§ **WHAT THIS TASK INVOLVES**:
Each entry should be duplicated exactly, with no line missing.

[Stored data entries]
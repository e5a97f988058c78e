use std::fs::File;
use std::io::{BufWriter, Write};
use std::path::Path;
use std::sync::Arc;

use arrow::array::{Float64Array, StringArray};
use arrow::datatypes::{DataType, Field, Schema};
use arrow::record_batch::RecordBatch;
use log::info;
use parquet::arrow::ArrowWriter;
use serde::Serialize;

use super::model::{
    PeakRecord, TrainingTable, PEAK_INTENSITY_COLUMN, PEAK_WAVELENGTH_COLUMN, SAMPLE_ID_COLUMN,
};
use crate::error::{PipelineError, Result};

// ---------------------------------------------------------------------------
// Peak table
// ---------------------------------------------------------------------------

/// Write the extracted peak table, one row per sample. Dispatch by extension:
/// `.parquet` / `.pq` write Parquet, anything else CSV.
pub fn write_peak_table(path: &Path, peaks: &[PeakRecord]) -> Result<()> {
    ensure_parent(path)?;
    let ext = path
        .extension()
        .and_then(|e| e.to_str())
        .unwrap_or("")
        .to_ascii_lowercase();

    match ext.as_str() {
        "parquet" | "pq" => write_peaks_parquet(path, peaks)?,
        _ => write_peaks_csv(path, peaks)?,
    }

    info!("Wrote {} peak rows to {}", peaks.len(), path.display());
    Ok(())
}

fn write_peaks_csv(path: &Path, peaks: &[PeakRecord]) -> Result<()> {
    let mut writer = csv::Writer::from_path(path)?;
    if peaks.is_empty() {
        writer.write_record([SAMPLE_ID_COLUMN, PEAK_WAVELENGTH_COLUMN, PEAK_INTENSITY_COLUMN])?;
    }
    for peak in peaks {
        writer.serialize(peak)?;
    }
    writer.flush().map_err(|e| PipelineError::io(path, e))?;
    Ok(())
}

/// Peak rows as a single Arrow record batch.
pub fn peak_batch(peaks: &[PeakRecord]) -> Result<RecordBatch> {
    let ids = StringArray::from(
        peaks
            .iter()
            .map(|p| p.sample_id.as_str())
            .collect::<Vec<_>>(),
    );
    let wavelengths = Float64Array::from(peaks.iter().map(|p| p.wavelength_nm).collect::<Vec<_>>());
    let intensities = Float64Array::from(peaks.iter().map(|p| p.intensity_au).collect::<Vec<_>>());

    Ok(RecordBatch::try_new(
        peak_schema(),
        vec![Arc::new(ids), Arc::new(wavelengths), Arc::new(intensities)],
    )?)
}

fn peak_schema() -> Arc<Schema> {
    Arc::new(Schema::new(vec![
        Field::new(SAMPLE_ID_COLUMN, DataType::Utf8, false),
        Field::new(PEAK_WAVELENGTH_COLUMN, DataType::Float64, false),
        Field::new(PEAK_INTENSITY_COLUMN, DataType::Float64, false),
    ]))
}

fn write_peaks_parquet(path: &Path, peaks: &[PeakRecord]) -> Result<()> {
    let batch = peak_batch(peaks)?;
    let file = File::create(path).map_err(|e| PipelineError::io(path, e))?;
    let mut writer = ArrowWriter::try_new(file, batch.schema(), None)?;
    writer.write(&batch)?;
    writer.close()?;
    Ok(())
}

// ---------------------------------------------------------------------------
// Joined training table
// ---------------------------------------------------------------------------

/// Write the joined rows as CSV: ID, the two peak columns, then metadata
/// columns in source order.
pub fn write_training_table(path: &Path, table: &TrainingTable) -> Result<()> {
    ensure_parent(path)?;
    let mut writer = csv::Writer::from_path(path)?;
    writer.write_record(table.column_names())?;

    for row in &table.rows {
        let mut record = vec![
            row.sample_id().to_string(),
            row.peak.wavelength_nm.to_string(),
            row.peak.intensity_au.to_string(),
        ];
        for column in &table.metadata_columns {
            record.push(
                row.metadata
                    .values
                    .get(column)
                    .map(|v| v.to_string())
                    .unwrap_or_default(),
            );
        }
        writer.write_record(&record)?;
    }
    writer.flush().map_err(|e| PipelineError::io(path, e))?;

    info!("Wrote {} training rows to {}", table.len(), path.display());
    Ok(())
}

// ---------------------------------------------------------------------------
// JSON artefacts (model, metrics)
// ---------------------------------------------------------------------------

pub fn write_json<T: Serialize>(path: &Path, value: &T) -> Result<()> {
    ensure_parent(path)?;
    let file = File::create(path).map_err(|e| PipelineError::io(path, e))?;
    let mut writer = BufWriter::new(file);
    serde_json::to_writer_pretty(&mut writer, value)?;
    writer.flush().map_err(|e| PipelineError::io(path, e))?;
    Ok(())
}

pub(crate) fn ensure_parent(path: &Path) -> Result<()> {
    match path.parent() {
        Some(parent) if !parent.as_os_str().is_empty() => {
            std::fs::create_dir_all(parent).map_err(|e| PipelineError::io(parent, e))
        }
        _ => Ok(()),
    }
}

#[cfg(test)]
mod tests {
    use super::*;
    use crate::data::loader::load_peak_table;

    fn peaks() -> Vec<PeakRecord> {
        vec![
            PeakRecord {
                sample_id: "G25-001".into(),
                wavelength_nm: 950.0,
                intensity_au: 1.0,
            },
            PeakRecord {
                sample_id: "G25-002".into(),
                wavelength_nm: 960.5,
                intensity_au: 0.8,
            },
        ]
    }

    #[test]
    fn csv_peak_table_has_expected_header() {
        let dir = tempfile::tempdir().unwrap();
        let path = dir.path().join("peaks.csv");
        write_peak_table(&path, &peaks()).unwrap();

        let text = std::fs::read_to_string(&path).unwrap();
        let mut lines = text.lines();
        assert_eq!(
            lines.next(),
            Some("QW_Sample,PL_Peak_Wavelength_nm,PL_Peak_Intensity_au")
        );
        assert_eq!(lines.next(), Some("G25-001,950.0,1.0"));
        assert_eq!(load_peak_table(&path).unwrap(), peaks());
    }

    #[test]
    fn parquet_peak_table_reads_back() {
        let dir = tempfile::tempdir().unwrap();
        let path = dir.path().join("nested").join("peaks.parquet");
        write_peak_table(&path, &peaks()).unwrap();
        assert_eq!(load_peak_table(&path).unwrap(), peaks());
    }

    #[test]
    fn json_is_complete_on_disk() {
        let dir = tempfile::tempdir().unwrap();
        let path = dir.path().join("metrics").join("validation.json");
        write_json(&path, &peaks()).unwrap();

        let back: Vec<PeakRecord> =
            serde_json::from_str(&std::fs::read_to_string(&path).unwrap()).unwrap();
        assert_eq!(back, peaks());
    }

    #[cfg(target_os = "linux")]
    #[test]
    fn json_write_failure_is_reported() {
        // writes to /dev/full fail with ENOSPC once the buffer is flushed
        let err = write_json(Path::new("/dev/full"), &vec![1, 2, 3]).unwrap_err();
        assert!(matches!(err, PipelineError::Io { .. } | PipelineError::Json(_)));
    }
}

§ **SOLVED PROBLEM**:
repository e5a97f988058c78e
use std::fs::File;
use std::io::{BufWriter, Write};
use std::path::Path;
use std::sync::Arc;

use arrow::array::{Float64Array, StringArray};
use arrow::datatypes::{DataType, Field, Schema};
use arrow::record_batch::RecordBatch;
use log::info;
use parquet::arrow::ArrowWriter;
use serde::Serialize;

use super::model::{
    PeakRecord, TrainingTable, PEAK_INTENSITY_COLUMN, PEAK_WAVELENGTH_COLUMN, SAMPLE_ID_COLUMN,
};
use crate::error::{PipelineError, Result};

// ---------------------------------------------------------------------------
// Peak table
// ---------------------------------------------------------------------------

/// Write the extracted peak table, one row per sample. Dispatch by extension:
/// `.parquet` / `.pq` write Parquet, anything else CSV.
pub fn write_peak_table(path: &Path, peaks: &[PeakRecord]) -> Result<()> {
    ensure_parent(path)?;
    let ext = path
        .extension()
        .and_then(|e| e.to_str())
        .unwrap_or("")
        .to_ascii_lowercase();

    match ext.as_str() {
        "parquet" | "pq" => write_peaks_parquet(path, peaks)?,
        _ => write_peaks_csv(path, peaks)?,
    }

    info!("Wrote {} peak rows to {}", peaks.len(), path.display());
    Ok(())
}

fn write_peaks_csv(path: &Path, peaks: &[PeakRecord]) -> Result<()> {
    let mut writer = csv::Writer::from_path(path)?;
    if peaks.is_empty() {
        writer.write_record([SAMPLE_ID_COLUMN, PEAK_WAVELENGTH_COLUMN, PEAK_INTENSITY_COLUMN])?;
    }
    for peak in peaks {
        writer.serialize(peak)?;
    }
    writer.flush().map_err(|e| PipelineError::io(path, e))?;
    Ok(())
}

/// Peak rows as a single Arrow record batch.
pub fn peak_batch(peaks: &[PeakRecord]) -> Result<RecordBatch> {
    let ids = StringArray::from(
        peaks
            .iter()
            .map(|p| p.sample_id.as_str())
            .collect::<Vec<_>>(),
    );
    let wavelengths = Float64Array::from(peaks.iter().map(|p| p.wavelength_nm).collect::<Vec<_>>());
    let intensities = Float64Array::from(peaks.iter().map(|p| p.intensity_au).collect::<Vec<_>>());

    Ok(RecordBatch::try_new(
        peak_schema(),
        vec![Arc::new(ids), Arc::new(wavelengths), Arc::new(intensities)],
    )?)
}

fn peak_schema() -> Arc<Schema> {
    Arc::new(Schema::new(vec![
        Field::new(SAMPLE_ID_COLUMN, DataType::Utf8, false),
        Field::new(PEAK_WAVELENGTH_COLUMN, DataType::Float64, false),
        Field::new(PEAK_INTENSITY_COLUMN, DataType::Float64, false),
    ]))
}

fn write_peaks_parquet(path: &Path, peaks: &[PeakRecord]) -> Result<()> {
    let batch = peak_batch(peaks)?;
    let file = File::create(path).map_err(|e| PipelineError::io(path, e))?;
    let mut writer = ArrowWriter::try_new(file, batch.schema(), None)?;
    writer.write(&batch)?;
    writer.close()?;
    Ok(())
}

// ---------------------------------------------------------------------------
// Joined training table
// ---------------------------------------------------------------------------

/// Write the joined rows as CSV: ID, the two peak columns, then metadata
/// columns in source order.
pub fn write_training_table(path: &Path, table: &TrainingTable) -> Result<()> {
    ensure_parent(path)?;
    let mut writer = csv::Writer::from_path(path)?;
    writer.write_record(table.column_names())?;

    for row in &table.rows {
        let mut record = vec![
            row.sample_id().to_string(),
            row.peak.wavelength_nm.to_string(),
            row.peak.intensity_au.to_string(),
        ];
        for column in &table.metadata_columns {
            record.push(
                row.metadata
                    .values
                    .get(column)
                    .map(|v| v.to_string())
                    .unwrap_or_default(),
            );
        }
        writer.write_record(&record)?;
    }
    writer.flush().map_err(|e| PipelineError::io(path, e))?;

    info!("Wrote {} training rows to {}", table.len(), path.display());
    Ok(())
}

// ---------------------------------------------------------------------------
// JSON artefacts (model, metrics)
// ---------------------------------------------------------------------------

pub fn write_json<T: Serialize>(path: &Path, value: &T) -> Result<()> {
    ensure_parent(path)?;
    let file = File::create(path).map_err(|e| PipelineError::io(path, e))?;
    let mut writer = BufWriter::new(file);
    serde_json::to_writer_pretty(&mut writer, value)?;
    writer.flush().map_err(|e| PipelineError::io(path, e))?;
    Ok(())
}

pub(crate) fn ensure_parent(path: &Path) -> Result<()> {
    match path.parent() {
        Some(parent) if !parent.as_os_str().is_empty() => {
            std::fs::create_dir_all(parent).map_err(|e| PipelineError::io(parent, e))
        }
        _ => Ok(()),
    }
}

#[cfg(test)]
mod tests {
    use super::*;
    use crate::data::loader::load_peak_table;

    fn peaks() -> Vec<PeakRecord> {
        vec![
            PeakRecord {
                sample_id: "G25-001".into(),
                wavelength_nm: 950.0,
                intensity_au: 1.0,
            },
            PeakRecord {
                sample_id: "G25-002".into(),
                wavelength_nm: 960.5,
                intensity_au: 0.8,
            },
        ]
    }

    #[test]
    fn csv_peak_table_has_expected_header() {
        let dir = tempfile::tempdir().unwrap();
        let path = dir.path().join("peaks.csv");
        write_peak_table(&path, &peaks()).unwrap();

        let text = std::fs::read_to_string(&path).unwrap();
        let mut lines = text.lines();
        assert_eq!(
            lines.next(),
            Some("QW_Sample,PL_Peak_Wavelength_nm,PL_Peak_Intensity_au")
        );
        assert_eq!(lines.next(), Some("G25-001,950.0,1.0"));
        assert_eq!(load_peak_table(&path).unwrap(), peaks());
    }

    #[test]
    fn parquet_peak_table_reads_back() {
        let dir = tempfile::tempdir().unwrap();
        let path = dir.path().join("nested").join("peaks.parquet");
        write_peak_table(&path, &peaks()).unwrap();
        assert_eq!(load_peak_table(&path).unwrap(), peaks());
    }

    #[test]
    fn json_is_complete_on_disk() {
        let dir = tempfile::tempdir().unwrap();
        let path = dir.path().join("metrics").join("validation.json");
        write_json(&path, &peaks()).unwrap();

        let back: Vec<PeakRecord> =
            serde_json::from_str(&std::fs::read_to_string(&path).unwrap()).unwrap();
        assert_eq!(back, peaks());
    }

    #[cfg(target_os = "linux")]
    #[test]
    fn json_write_failure_is_reported() {
        // writes to /dev/full fail with ENOSPC once the buffer is flushed
        let err = write_json(Path::new("/dev/full"), &vec![1, 2, 3]).unwrap_err();
        assert!(matches!(err, PipelineError::Io { .. } | PipelineError::Json(_)));
    }
}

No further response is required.